Stored data entries:
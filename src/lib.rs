//! # gridvis
//!
//! Render a 2D coordinate grid with user-added rectangles and lines inside a
//! window, with zoom, pan, axes and a choice of Y orientation.
//!
//! ## Architecture
//!
//! gridvis is organized as a workspace with multiple crates:
//!
//! 1. **gridvis-core** - Colors, geometry, errors and the render-thread dispatcher
//! 2. **gridvis-visualizer** - Sessions, the grid, draw surfaces and toolkit backends
//! 3. **gridvis-settings** - Configuration file handling
//! 4. **gridvis** - Facade and demo binary that integrates all crates

pub use gridvis_core::{
    invoke_and_wait, Color, DispatchError, Dispatcher, Error, GridLine, GridPoint, GridRect,
    RenderThread, Result, Shape, Size, ToolkitError, YPreference,
};
pub use gridvis_settings::{Config, SettingsError};
pub use gridvis_visualizer::{
    default_toolkit, DrawSurface, GridVisualization, HeadlessToolkit, RasterSurface,
    RecordingSurface, ShapeId, Toolkit, Visualization, Visualizer, Window,
    DEFAULT_DISPLAY_BOUNDS,
};

use std::path::Path;
use std::sync::Arc;
use tracing::{debug, info};

/// Library version
pub const VERSION: &str = env!("CARGO_PKG_VERSION");

/// Build date (set at compile time)
pub const BUILD_DATE: &str = env!("BUILD_DATE");

/// Initialize logging with the default configuration
///
/// Pretty console output on stderr, filtered by `RUST_LOG` (default `info`).
pub fn init_logging() -> anyhow::Result<()> {
    use tracing_subscriber::filter::LevelFilter;
    use tracing_subscriber::fmt;
    use tracing_subscriber::prelude::*;
    use tracing_subscriber::EnvFilter;

    let env_filter = EnvFilter::builder()
        .with_default_directive(LevelFilter::INFO.into())
        .from_env_lossy();

    let fmt_layer = fmt::layer()
        .with_writer(std::io::stderr)
        .with_target(true)
        .with_level(true)
        .with_thread_ids(true)
        .with_thread_names(true)
        .with_line_number(true)
        .pretty();

    tracing_subscriber::registry()
        .with(env_filter)
        .with(fmt_layer)
        .try_init()?;

    Ok(())
}

/// Apply the `[window]` section to a session.
pub fn configure_session(session: &Visualizer, config: &Config) {
    session.set_window_width(config.window.width);
    session.set_window_height(config.window.height);
    session.set_y_preference(config.window.y_axis);
    session.set_center_visualization(config.window.centered);
}

/// Apply the `[grid]` and `[axes]` sections to a grid.
pub fn configure_grid(grid: &GridVisualization, config: &Config) -> Result<()> {
    grid.set_scale_factor(config.grid.scale_factor)?;
    grid.set_unit(config.grid.unit)?;
    grid.set_default_object_color(config.grid.default_object_color);
    grid.set_background_color(config.grid.background_color)?;
    grid.set_axes_color(config.axes.color)?;
    grid.show_axes(config.axes.visible)?;
    Ok(())
}

/// Open a session on `toolkit` and a grid for it, both set up from `config`.
///
/// Nothing is displayed yet.
pub fn open_configured_with(
    toolkit: Arc<dyn Toolkit>,
    config: &Config,
) -> Result<(Arc<Visualizer>, Arc<GridVisualization>)> {
    let session = Visualizer::with_toolkit(toolkit);
    configure_session(&session, config);
    let grid = GridVisualization::new(&session);
    configure_grid(&grid, config)?;
    debug!("Opened configured session {:?}", session);
    Ok((session, grid))
}

/// [`open_configured_with`] on the default toolkit.
pub fn open_configured(config: &Config) -> Result<(Arc<Visualizer>, Arc<GridVisualization>)> {
    open_configured_with(default_toolkit()?, config)
}

/// Paint `grid` off-screen at `size` and write it as a PNG.
pub fn render_to_png(grid: &GridVisualization, size: Size, path: &Path) -> Result<()> {
    let mut surface = RasterSurface::with_display_bounds(size, DEFAULT_DISPLAY_BOUNDS)?;
    grid.paint(&mut surface)?;
    surface.save_png(path)?;
    info!("Wrote {} capture to {}", size, path.display());
    Ok(())
}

◆ **Brief**
What is needed is an exact transcription of all the data.

◆ **Result**
filename src/lib.rs
//! # gridvis
//!
//! Render a 2D coordinate grid with user-added rectangles and lines inside a
//! window, with zoom, pan, axes and a choice of Y orientation.
//!
//! ## Architecture
//!
//! gridvis is organized as a workspace with multiple crates:
//!
//! 1. **gridvis-core** - Colors, geometry, errors and the render-thread dispatcher
//! 2. **gridvis-visualizer** - Sessions, the grid, draw surfaces and toolkit backends
//! 3. **gridvis-settings** - Configuration file handling
//! 4. **gridvis** - Facade and demo binary that integrates all crates

pub use gridvis_core::{
    invoke_and_wait, Color, DispatchError, Dispatcher, Error, GridLine, GridPoint, GridRect,
    RenderThread, Result, Shape, Size, ToolkitError, YPreference,
};
pub use gridvis_settings::{Config, SettingsError};
pub use gridvis_visualizer::{
    default_toolkit, DrawSurface, GridVisualization, HeadlessToolkit, RasterSurface,
    RecordingSurface, ShapeId, Toolkit, Visualization, Visualizer, Window,
    DEFAULT_DISPLAY_BOUNDS,
};

use std::path::Path;
use std::sync::Arc;
use tracing::{debug, info};

/// Library version
pub const VERSION: &str = env!("CARGO_PKG_VERSION");

/// Build date (set at compile time)
pub const BUILD_DATE: &str = env!("BUILD_DATE");

/// Initialize logging with the default configuration
///
/// Pretty console output on stderr, filtered by `RUST_LOG` (default `info`).
pub fn init_logging() -> anyhow::Result<()> {
    use tracing_subscriber::filter::LevelFilter;
    use tracing_subscriber::fmt;
    use tracing_subscriber::prelude::*;
    use tracing_subscriber::EnvFilter;

    let env_filter = EnvFilter::builder()
        .with_default_directive(LevelFilter::INFO.into())
        .from_env_lossy();

    let fmt_layer = fmt::layer()
        .with_writer(std::io::stderr)
        .with_target(true)
        .with_level(true)
        .with_thread_ids(true)
        .with_thread_names(true)
        .with_line_number(true)
        .pretty();

    tracing_subscriber::registry()
        .with(env_filter)
        .with(fmt_layer)
        .try_init()?;

    Ok(())
}

/// Apply the `[window]` section to a session.
pub fn configure_session(session: &Visualizer, config: &Config) {
    session.set_window_width(config.window.width);
    session.set_window_height(config.window.height);
    session.set_y_preference(config.window.y_axis);
    session.set_center_visualization(config.window.centered);
}

/// Apply the `[grid]` and `[axes]` sections to a grid.
pub fn configure_grid(grid: &GridVisualization, config: &Config) -> Result<()> {
    grid.set_scale_factor(config.grid.scale_factor)?;
    grid.set_unit(config.grid.unit)?;
    grid.set_default_object_color(config.grid.default_object_color);
    grid.set_background_color(config.grid.background_color)?;
    grid.set_axes_color(config.axes.color)?;
    grid.show_axes(config.axes.visible)?;
    Ok(())
}

/// Open a session on `toolkit` and a grid for it, both set up from `config`.
///
/// Nothing is displayed yet.
pub fn open_configured_with(
    toolkit: Arc<dyn Toolkit>,
    config: &Config,
) -> Result<(Arc<Visualizer>, Arc<GridVisualization>)> {
    let session = Visualizer::with_toolkit(toolkit);
    configure_session(&session, config);
    let grid = GridVisualization::new(&session);
    configure_grid(&grid, config)?;
    debug!("Opened configured session {:?}", session);
    Ok((session, grid))
}

/// [`open_configured_with`] on the default toolkit.
pub fn open_configured(config: &Config) -> Result<(Arc<Visualizer>, Arc<GridVisualization>)> {
    open_configured_with(default_toolkit()?, config)
}

/// Paint `grid` off-screen at `size` and write it as a PNG.
pub fn render_to_png(grid: &GridVisualization, size: Size, path: &Path) -> Result<()> {
    let mut surface = RasterSurface::with_display_bounds(size, DEFAULT_DISPLAY_BOUNDS)?;
    grid.paint(&mut surface)?;
    surface.save_png(path)?;
    info!("Wrote {} capture to {}", size, path.display());
    Ok(())
}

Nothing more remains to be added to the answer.